Return every line from the records below that has the word "ValueFunctionConfig".

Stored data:
((

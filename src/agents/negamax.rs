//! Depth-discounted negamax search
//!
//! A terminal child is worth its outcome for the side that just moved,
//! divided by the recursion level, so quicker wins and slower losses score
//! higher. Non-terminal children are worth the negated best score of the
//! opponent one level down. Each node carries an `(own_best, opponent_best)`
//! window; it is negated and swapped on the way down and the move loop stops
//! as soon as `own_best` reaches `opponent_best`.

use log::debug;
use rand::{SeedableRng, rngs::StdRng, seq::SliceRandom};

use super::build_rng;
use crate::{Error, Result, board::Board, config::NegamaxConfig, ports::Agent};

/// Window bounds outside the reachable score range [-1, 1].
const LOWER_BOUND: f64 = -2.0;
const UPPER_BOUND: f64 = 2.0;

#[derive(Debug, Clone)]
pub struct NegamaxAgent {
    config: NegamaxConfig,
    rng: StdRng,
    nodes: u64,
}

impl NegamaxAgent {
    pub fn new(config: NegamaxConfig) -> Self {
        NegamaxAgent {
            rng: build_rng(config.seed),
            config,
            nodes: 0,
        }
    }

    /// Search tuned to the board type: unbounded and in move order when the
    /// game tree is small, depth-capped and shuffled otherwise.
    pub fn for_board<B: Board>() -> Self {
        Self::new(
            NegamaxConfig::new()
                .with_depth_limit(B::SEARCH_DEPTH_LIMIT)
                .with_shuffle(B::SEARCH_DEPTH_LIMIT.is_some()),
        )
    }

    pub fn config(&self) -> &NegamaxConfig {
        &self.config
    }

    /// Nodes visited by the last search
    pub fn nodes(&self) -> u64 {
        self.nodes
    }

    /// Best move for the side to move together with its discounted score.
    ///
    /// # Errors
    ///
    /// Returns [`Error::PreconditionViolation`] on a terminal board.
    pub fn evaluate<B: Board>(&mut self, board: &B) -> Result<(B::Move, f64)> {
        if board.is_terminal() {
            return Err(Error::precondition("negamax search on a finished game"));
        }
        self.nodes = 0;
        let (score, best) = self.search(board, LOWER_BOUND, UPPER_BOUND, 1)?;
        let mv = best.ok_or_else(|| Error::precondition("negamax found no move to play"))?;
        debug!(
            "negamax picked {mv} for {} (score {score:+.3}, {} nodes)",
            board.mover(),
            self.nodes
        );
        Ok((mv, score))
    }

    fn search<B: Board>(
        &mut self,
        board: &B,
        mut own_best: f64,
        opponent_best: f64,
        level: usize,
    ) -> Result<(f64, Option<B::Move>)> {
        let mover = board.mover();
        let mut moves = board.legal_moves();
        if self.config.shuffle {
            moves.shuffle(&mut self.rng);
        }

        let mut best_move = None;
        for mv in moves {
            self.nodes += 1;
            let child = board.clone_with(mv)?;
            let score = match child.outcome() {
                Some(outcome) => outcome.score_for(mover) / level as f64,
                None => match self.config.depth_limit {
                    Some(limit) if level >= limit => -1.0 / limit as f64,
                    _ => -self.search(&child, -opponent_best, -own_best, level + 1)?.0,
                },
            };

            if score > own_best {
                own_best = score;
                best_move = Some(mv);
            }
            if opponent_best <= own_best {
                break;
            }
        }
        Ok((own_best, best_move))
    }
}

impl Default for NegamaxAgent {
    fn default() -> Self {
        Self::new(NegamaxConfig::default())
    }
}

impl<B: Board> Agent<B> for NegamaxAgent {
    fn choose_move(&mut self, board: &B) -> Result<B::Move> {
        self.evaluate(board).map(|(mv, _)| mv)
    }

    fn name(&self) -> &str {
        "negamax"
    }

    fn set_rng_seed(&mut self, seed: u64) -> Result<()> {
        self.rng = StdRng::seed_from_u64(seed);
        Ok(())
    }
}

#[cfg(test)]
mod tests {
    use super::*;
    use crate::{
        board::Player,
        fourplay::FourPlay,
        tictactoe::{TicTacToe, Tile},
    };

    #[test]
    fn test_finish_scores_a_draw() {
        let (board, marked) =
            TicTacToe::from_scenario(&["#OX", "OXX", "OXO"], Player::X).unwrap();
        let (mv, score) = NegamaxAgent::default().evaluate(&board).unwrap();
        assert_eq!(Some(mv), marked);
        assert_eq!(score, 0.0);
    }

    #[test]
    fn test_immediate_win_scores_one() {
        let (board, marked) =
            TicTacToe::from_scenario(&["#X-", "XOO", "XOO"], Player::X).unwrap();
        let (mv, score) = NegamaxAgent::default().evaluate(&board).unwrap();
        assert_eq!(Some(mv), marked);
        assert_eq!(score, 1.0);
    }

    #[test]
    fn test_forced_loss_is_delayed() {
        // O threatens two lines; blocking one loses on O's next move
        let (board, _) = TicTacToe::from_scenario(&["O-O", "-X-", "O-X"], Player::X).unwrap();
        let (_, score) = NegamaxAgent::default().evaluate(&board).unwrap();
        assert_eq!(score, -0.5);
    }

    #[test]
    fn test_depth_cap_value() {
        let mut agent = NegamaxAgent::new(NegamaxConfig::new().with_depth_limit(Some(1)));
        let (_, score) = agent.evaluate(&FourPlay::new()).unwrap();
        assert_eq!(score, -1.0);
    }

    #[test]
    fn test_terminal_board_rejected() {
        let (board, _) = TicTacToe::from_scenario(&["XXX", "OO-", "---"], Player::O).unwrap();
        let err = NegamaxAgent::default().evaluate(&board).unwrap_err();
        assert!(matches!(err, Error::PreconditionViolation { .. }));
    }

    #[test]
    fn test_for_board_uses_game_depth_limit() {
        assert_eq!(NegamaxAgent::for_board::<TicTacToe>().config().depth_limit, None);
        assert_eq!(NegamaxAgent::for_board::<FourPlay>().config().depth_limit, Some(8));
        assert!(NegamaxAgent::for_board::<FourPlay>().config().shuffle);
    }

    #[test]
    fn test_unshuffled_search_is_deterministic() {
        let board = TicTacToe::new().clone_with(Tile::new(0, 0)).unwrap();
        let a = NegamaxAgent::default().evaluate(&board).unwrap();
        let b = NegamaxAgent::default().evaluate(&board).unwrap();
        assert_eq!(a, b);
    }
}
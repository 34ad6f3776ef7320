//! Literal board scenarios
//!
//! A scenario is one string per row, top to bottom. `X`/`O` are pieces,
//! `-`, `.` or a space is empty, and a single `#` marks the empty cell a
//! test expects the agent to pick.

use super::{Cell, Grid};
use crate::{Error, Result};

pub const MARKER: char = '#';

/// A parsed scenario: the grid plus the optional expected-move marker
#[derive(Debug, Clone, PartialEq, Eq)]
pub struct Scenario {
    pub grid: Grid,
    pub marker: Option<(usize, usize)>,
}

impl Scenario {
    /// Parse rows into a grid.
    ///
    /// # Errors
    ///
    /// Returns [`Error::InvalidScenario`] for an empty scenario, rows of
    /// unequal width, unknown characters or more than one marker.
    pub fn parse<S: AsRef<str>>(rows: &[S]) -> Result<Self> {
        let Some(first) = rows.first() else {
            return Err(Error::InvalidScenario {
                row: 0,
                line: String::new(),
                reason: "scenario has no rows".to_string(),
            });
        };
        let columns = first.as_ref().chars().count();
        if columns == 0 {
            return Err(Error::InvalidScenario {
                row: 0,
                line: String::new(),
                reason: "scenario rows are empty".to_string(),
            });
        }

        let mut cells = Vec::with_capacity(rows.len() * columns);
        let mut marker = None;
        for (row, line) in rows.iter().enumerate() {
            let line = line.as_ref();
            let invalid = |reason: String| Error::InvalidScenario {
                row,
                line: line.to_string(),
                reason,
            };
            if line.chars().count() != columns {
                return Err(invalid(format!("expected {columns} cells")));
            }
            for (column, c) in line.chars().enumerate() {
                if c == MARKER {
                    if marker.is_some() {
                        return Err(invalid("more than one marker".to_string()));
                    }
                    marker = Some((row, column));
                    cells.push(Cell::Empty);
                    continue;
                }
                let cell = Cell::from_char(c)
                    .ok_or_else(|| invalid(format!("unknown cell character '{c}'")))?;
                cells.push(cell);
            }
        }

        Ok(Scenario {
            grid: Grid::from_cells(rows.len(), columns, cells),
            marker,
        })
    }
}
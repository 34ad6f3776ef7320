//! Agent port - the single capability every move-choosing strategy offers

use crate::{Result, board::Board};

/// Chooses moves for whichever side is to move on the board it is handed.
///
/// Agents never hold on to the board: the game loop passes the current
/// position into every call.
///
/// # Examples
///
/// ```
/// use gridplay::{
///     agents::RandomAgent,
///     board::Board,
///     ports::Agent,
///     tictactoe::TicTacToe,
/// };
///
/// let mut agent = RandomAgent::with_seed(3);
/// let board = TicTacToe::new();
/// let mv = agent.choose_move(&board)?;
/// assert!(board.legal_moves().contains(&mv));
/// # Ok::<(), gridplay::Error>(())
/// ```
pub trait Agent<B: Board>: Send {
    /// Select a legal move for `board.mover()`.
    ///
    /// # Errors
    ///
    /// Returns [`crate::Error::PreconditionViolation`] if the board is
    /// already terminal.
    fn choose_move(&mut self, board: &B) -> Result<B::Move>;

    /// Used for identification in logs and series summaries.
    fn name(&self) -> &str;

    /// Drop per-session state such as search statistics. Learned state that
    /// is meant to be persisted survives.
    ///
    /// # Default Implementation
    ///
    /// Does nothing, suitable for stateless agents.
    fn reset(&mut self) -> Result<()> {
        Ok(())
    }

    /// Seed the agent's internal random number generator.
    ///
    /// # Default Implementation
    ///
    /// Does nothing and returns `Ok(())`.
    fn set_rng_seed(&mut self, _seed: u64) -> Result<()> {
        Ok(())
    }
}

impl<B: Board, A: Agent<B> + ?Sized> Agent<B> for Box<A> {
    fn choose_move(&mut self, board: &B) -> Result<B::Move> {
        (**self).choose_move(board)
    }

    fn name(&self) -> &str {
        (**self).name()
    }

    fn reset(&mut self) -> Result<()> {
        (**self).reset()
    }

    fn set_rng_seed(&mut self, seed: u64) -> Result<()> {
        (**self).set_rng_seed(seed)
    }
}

))
((

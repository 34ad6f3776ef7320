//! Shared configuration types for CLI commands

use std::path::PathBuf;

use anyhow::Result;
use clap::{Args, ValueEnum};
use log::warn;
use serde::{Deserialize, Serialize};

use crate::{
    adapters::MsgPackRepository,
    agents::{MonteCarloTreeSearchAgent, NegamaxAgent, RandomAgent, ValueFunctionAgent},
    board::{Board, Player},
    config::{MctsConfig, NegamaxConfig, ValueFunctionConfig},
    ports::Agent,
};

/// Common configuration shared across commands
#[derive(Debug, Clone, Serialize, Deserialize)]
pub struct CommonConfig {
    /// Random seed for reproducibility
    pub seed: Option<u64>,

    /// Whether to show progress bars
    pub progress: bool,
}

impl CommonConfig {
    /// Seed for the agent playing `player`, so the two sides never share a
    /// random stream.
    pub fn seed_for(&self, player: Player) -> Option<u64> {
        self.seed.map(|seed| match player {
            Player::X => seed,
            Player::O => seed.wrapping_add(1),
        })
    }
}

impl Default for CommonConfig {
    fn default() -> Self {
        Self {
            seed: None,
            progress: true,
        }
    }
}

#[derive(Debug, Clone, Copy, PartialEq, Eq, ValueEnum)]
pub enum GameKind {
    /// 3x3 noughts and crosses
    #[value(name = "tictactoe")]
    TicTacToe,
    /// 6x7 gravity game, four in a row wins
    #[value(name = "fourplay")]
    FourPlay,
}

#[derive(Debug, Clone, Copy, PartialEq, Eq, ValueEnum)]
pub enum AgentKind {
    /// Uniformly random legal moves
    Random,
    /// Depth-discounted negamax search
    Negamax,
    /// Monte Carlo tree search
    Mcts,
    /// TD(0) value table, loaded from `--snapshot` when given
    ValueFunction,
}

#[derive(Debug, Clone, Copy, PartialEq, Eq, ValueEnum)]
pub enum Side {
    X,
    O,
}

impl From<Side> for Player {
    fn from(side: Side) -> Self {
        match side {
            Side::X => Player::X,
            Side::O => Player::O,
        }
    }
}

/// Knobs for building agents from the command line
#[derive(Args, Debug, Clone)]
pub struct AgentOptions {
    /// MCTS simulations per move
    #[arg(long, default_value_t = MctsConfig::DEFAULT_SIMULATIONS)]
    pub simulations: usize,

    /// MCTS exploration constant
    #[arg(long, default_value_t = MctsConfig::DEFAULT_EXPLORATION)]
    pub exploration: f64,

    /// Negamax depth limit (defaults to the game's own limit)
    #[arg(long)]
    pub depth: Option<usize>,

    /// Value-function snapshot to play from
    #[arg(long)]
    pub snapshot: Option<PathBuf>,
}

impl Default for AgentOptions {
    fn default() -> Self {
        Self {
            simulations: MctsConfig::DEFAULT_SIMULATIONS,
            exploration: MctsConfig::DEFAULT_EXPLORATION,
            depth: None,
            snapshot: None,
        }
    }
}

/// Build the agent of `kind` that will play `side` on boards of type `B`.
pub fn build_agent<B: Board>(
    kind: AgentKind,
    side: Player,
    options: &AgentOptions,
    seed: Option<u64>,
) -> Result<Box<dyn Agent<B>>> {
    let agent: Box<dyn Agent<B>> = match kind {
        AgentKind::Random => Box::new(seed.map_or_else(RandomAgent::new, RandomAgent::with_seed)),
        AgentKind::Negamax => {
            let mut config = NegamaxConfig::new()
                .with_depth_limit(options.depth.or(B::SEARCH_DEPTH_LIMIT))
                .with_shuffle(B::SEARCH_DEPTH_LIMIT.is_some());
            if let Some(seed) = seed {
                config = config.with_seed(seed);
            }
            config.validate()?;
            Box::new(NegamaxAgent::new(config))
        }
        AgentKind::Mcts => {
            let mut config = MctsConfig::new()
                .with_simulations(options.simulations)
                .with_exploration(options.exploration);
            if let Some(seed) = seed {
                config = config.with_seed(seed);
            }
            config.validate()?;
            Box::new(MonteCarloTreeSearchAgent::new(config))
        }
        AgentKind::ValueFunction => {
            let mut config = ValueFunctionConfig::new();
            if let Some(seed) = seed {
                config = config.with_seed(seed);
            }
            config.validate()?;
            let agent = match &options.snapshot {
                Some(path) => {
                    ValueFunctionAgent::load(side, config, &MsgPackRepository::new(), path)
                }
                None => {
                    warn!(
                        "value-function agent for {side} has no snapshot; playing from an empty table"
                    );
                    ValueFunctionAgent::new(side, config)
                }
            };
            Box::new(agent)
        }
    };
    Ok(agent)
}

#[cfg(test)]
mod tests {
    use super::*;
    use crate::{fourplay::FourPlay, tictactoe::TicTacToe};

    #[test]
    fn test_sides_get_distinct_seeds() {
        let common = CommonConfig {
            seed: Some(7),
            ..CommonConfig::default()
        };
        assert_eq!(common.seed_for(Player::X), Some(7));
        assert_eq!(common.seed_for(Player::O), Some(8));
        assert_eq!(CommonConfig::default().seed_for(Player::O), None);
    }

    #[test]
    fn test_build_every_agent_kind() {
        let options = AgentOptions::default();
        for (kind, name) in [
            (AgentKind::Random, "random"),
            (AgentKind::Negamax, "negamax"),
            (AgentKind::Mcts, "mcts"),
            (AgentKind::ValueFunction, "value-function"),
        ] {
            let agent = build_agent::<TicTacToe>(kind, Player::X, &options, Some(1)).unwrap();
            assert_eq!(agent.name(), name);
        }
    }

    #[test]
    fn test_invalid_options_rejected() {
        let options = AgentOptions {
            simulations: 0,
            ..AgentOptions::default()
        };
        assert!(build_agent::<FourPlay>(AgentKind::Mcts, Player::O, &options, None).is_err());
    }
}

))

[Answer below]:
    config::{MctsConfig, NegamaxConfig, ValueFunctionConfig},
            let mut config = ValueFunctionConfig::new();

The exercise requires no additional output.